Since the inmates sleep together in the barracks, an inmate has ready access to any other inmate sleeping in the same barracks. Many of the inmates have weapons of one sort or another, and the evidence indicates that in spite of efforts to do so it is impossible from a practical standpoint to prevent inmates from having small weapons such as knives or scissors in their possession.

At times deadly feuds arise between particular inmates, and if one of them can catch his enemy asleep it is easy to crawl over and stab him. Inmates who commit such assaults are known as "crawlers" and "creepers," and other inmates live in fear of them.

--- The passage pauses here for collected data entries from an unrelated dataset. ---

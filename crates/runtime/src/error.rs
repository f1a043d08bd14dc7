//! Error types surfaced by the turn protocol.
//!
//! Every failure below the protocol (proving, key parsing, transport,
//! ledger rules) reaches the caller as a [`TurnError`]. Nothing is retried
//! silently except network failures, which are resent unchanged within the
//! configured [`RetryPolicy`](crate::RetryPolicy).

use client_blockchain_core::{GameId, TransportError};
use client_blockchain_sui::KeyFormatError;
use game_core::{BoardError, Phase, PlayerRole};
use thiserror::Error;
use zk::ProofError;

pub type Result<T> = std::result::Result<T, TurnError>;

#[derive(Debug, Error)]
pub enum TurnError {
    /// Proving, local verification or encoding failed. Nothing was
    /// submitted.
    #[error(transparent)]
    Proof(#[from] ProofError),

    #[error(transparent)]
    KeyFormat(#[from] KeyFormatError),

    #[error(transparent)]
    Board(#[from] BoardError),

    #[error(transparent)]
    Transport(#[from] TransportError),

    #[error("ledger rejected {function}: {code} ({message})")]
    LedgerRejection {
        function: String,
        code: String,
        message: String,
    },

    #[error("nonce desync: ledger expects {expected}, protocol submitted {actual}")]
    Desync { expected: u64, actual: u64 },

    #[error("{action} is not allowed in phase {phase:?}")]
    OutOfOrder { action: &'static str, phase: Phase },

    #[error("{role:?} cannot {action}")]
    WrongRole {
        role: PlayerRole,
        action: &'static str,
    },

    #[error("game {0} does not exist on the ledger")]
    UnknownGame(GameId),

    #[error("ledger accepted new_game without reporting a game id")]
    MissingGameId,

    #[error("shot strategy ran out of shots")]
    ShotsExhausted,
}

impl TurnError {
    /// Whether the same turn can be attempted again after resynchronizing.
    pub fn is_retriable(&self) -> bool {
        match self {
            Self::Desync { .. } => true,
            Self::Transport(err) => err.is_transient(),
            _ => false,
        }
    }

    /// Ledger abort code, if the ledger rejected the call.
    pub fn rejection_code(&self) -> Option<&str> {
        match self {
            Self::LedgerRejection { code, .. } => Some(code),
            _ => None,
        }
    }
}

The Court finds that "floorwalkers" are ineffective in preventing such assaults; they are either afraid to call the guards or, in instances, may be in league with the assailants.

[*831] The undisputed evidence is to the effect that within the last 18 months there have been 17 stabbings at Cummins, all but one of them taking place in the barracks, and four of them producing fatal results. At least two of the petitioners now in isolation have [**16] been assailants in stabbing incidents and others have been the
victims of such incidents.

Respondent and his subordinates deplore the situation just described but insist that until the maximum security unit can be put into use there is nothing that they can do about it. Respondent testified that when he was the head of a penitentiary in another State convicts there slept in individual cells and there were 170 paid guards; he also testified that the incidence of stabbings at Cummins was no higher than that at the other institution he had headed. He
conceded, however, that more free world guards at Cummins might ameliorate the situation somewhat.

The Court recognizes, of course, that assaults, fights, stabbings, and killings may and do occur in penal institutions that are unquestionably well equipped, well staffed, and well managed. It occurs to the Court, however, that such incidents in such institutions take place in spite of all reasonable precautions taken by prison authorities. At Cummins there are no precautions
worthy of the name, and the "creepers" and "crawlers" take deadly advantage of that fact.